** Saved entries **
=== Section Start ===
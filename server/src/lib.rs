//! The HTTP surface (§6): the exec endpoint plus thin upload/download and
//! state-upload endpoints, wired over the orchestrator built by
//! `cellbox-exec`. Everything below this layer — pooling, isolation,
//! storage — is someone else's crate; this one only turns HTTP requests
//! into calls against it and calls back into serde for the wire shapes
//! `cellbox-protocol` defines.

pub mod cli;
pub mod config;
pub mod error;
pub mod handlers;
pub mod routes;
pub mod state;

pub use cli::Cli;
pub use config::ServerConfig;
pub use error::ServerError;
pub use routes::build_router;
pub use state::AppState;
=== Section End ===
=== Section Start ===
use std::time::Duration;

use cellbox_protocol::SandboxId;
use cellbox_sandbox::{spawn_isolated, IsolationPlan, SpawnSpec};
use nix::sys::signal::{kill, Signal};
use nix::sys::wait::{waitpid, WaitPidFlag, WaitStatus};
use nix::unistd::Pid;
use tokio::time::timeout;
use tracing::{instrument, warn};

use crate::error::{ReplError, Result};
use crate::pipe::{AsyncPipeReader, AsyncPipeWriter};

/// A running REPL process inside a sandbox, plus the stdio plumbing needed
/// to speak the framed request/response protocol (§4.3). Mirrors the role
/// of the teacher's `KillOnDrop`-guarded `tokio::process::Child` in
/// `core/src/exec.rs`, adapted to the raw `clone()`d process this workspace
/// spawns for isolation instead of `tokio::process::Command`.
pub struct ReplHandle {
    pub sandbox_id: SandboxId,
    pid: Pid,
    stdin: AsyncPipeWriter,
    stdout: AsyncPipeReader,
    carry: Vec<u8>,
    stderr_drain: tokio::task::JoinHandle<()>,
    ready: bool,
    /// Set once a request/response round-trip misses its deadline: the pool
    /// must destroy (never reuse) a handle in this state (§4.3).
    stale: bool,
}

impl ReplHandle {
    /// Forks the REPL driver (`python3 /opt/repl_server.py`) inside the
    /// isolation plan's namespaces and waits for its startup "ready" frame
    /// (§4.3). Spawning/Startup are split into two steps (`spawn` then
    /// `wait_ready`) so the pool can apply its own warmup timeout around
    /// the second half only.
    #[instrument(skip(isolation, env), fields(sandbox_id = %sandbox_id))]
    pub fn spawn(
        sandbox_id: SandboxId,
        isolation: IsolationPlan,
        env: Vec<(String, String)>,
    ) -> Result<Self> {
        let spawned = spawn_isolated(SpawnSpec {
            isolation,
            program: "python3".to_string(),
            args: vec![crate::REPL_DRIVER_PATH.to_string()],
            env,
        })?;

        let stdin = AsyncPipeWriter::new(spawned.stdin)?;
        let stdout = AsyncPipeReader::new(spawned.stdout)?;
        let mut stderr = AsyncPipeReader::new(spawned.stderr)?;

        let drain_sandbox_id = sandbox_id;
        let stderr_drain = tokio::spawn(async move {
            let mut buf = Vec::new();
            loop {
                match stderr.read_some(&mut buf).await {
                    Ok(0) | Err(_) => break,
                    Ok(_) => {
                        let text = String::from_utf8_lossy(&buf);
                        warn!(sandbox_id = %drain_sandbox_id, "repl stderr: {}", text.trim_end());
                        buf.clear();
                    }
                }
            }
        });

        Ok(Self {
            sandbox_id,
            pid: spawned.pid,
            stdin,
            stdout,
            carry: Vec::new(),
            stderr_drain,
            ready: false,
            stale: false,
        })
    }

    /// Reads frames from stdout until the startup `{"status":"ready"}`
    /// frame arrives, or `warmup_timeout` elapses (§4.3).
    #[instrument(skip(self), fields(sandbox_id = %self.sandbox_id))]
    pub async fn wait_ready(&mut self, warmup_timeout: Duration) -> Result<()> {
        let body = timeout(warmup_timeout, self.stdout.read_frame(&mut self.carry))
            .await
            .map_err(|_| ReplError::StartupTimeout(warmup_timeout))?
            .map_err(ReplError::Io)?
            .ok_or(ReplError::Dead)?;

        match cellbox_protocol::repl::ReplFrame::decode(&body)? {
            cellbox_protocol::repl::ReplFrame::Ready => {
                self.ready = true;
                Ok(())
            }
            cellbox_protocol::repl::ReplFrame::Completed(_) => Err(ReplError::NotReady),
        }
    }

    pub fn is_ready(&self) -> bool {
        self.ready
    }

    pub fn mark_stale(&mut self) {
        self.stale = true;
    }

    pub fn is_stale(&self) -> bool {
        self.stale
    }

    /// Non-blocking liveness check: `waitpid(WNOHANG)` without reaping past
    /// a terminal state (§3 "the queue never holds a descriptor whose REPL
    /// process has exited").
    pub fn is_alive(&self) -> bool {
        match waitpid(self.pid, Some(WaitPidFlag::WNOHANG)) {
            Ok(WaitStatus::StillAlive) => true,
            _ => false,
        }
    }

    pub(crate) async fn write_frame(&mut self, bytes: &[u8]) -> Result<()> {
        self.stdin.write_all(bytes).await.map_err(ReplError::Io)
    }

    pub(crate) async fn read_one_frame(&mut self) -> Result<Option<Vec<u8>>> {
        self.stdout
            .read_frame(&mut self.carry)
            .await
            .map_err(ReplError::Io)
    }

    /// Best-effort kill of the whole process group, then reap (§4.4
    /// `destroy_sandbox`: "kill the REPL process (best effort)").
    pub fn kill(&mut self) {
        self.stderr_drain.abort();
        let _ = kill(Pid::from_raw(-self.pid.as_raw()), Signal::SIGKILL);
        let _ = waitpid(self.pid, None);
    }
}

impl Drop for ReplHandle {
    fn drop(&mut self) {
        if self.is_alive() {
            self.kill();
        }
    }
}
=== Section End ===
** TASK DIRECTIONS **
Search the entries above for the word "AsyncPipeReader" and copy each line where it appears.

** EXERCISE RESPONSE **
use crate::pipe::{AsyncPipeReader, AsyncPipeWriter};
    stdout: AsyncPipeReader,
        let stdout = AsyncPipeReader::new(spawned.stdout)?;
        let mut stderr = AsyncPipeReader::new(spawned.stderr)?;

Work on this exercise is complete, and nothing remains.